I’ve got an amazing week of shows for you but first a couple of reminders. I will be doing a workshop show at The Trepany House at The Steve Allen Theater tomorrow night, Tuesday, July 17th at 8pm. Come if you can. Be part of the struggle. Also, this Friday and Saturday I will be at Zanies in Nashville, July 20th and 21st. Come if you are in the area. I’m looking forward to going back to Nashville!

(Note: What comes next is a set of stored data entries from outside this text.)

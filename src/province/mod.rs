pub mod index;

use std::fs;
use std::path::Path;

use serde::{Deserialize, Serialize};

use crate::error::MapError;

pub use index::ProvinceIndex;

/// Зарезервированный цвет "нет суши" (вода/фон базового растра).
/// Никогда не регистрируется как провинция.
pub const SENTINEL_COLOR: [u8; 3] = [0, 0, 0];

/// Провинция — минимальная адресуемая единица карты.
/// Идентифицируется уникальным цветом в базовом растре.
#[derive(Debug, Clone, Serialize, Deserialize)]
pub struct Province {
    pub id: String,
    pub name: String,
}

/// Строка таблицы определений провинций: цвет + идентификатор + имя.
///
/// Таблица поставляется извне (конвейер подготовки ассетов) и читается один
/// раз при построении индекса; палитра не извлекается из растра.
#[derive(Debug, Clone, Serialize, Deserialize)]
pub struct ProvinceDef {
    pub r: u8,
    pub g: u8,
    pub b: u8,
    pub id: String,
    pub name: String,
}

impl ProvinceDef {
    #[must_use]
    pub fn color(&self) -> [u8; 3] {
        [self.r, self.g, self.b]
    }
}

/// Загружает таблицу определений провинций из JSON-файла.
pub fn load_province_defs(path: &Path) -> Result<Vec<ProvinceDef>, MapError> {
    let contents = fs::read_to_string(path).map_err(|source| MapError::TableRead {
        path: path.to_path_buf(),
        source,
    })?;
    serde_json::from_str(&contents).map_err(|source| MapError::TableParse {
        path: path.to_path_buf(),
        source,
    })
}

So, I just watched the season premiere of Breaking Bad and I am in full speculation mode. I’m working the angles and crunching the numbers trying to figure out where it's heading. I am fucking thrilled it is back. In the middle of the episode my lovely little cat LaFonda came into the middle of the room a puked. It seemed to surprise her more than it surprised me. She actually tried to run away from her own vomiting. As sad as the moment was it was a bit hilarious that my cat experienced some feline version of embarrassment. I had to pause the show and follow her into the bedroom where I am sure she was crouching and ashamed. It was so sweet. I hung out with her until she felt that I understood and wasn’t judging her and she seemed fine. There was closure. I went back to the show and watched it until the end. There was no closure. I just wanted to share the divergent narratives of my evening with you. One ended with puke and transcendence the other... I’m no spoiler.

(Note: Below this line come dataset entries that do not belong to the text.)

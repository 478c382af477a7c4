//! Tracing/logging initialization.
//!
//! JSON lines by default; `CASHBOOK_LOG_FORMAT=pretty` switches to the
//! human-readable formatter for local runs. Filtering follows `RUST_LOG`.

use tracing_subscriber::EnvFilter;

pub const FORMAT_ENV: &str = "CASHBOOK_LOG_FORMAT";

#[derive(Debug, Clone, Copy, PartialEq, Eq)]
pub enum LogFormat {
    Json,
    Pretty,
}

impl LogFormat {
    /// Unknown values fall back to JSON.
    pub fn parse(raw: Option<&str>) -> Self {
        match raw.map(|v| v.trim().to_ascii_lowercase()) {
            Some(v) if v == "pretty" || v == "text" => LogFormat::Pretty,
            _ => LogFormat::Json,
        }
    }

    pub fn from_env() -> Self {
        Self::parse(std::env::var(FORMAT_ENV).ok().as_deref())
    }
}

/// Initialize tracing/logging for the process.
///
/// Safe to call multiple times (subsequent calls are no-ops).
pub fn init() {
    let filter = EnvFilter::try_from_default_env().unwrap_or_else(|_| EnvFilter::new("info"));

    let builder = tracing_subscriber::fmt()
        .with_env_filter(filter)
        .with_timer(tracing_subscriber::fmt::time::SystemTime)
        .with_target(false);

    let _ = match LogFormat::from_env() {
        LogFormat::Json => builder.json().try_init(),
        LogFormat::Pretty => builder.pretty().try_init(),
    };
}

#[cfg(test)]
mod tests {
    use super::*;

    #[test]
    fn format_parsing() {
        assert_eq!(LogFormat::parse(None), LogFormat::Json);
        assert_eq!(LogFormat::parse(Some("PRETTY")), LogFormat::Pretty);
        assert_eq!(LogFormat::parse(Some("json")), LogFormat::Json);
        assert_eq!(LogFormat::parse(Some("xml")), LogFormat::Json);
    }

    #[test]
    fn init_twice_is_harmless() {
        init();
        init();
        ::tracing::info!("observability initialised");
    }
}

The shows this week happened very spontaneously. I knew Fiona Apple was a fan of my show. She emailed about a year ago and told me so. We went back and forth a bit and occasionally corresponded. A while back, I had recommended that she do a Paul McCartney song called ‘Let Me Roll It.' As it turns out she played it the last time she was on Jimmy Fallon for Sir Paul’s birthday. She texted me to tell me that she was doing it. I felt like I was secretly part of something amazing. I also jumped on the moment to ask her to do the show. For some reason I knew it would only happen if it was impulsive and she was over here the next day. It was the first time we met and talked in person. It’s really a great talk and it was an honor to talk to her. The other spontaneous interview, which is Thursday’s show, was with John Oliver. I love John. He is a decent dude and fucking hilarious. I have a lot of respect for him. The few times we have talked it’s always been a blast. He was in town for like three days and the only time we could pull it together was at 7:30 am. It was definitely my earliest interview but I think neither of us had put on our full armor for the day and we had an awesome chat. I’m only saying chat because he’s British.

Enjoy the week.


Love,
Maron

I have Post Vacation Stress Disorder.

Yo, Folks-


So, I’m heading back to Nashville to Zanies on July 20th and 21st. And, yes, I will eat more hot chicken now that I have a system.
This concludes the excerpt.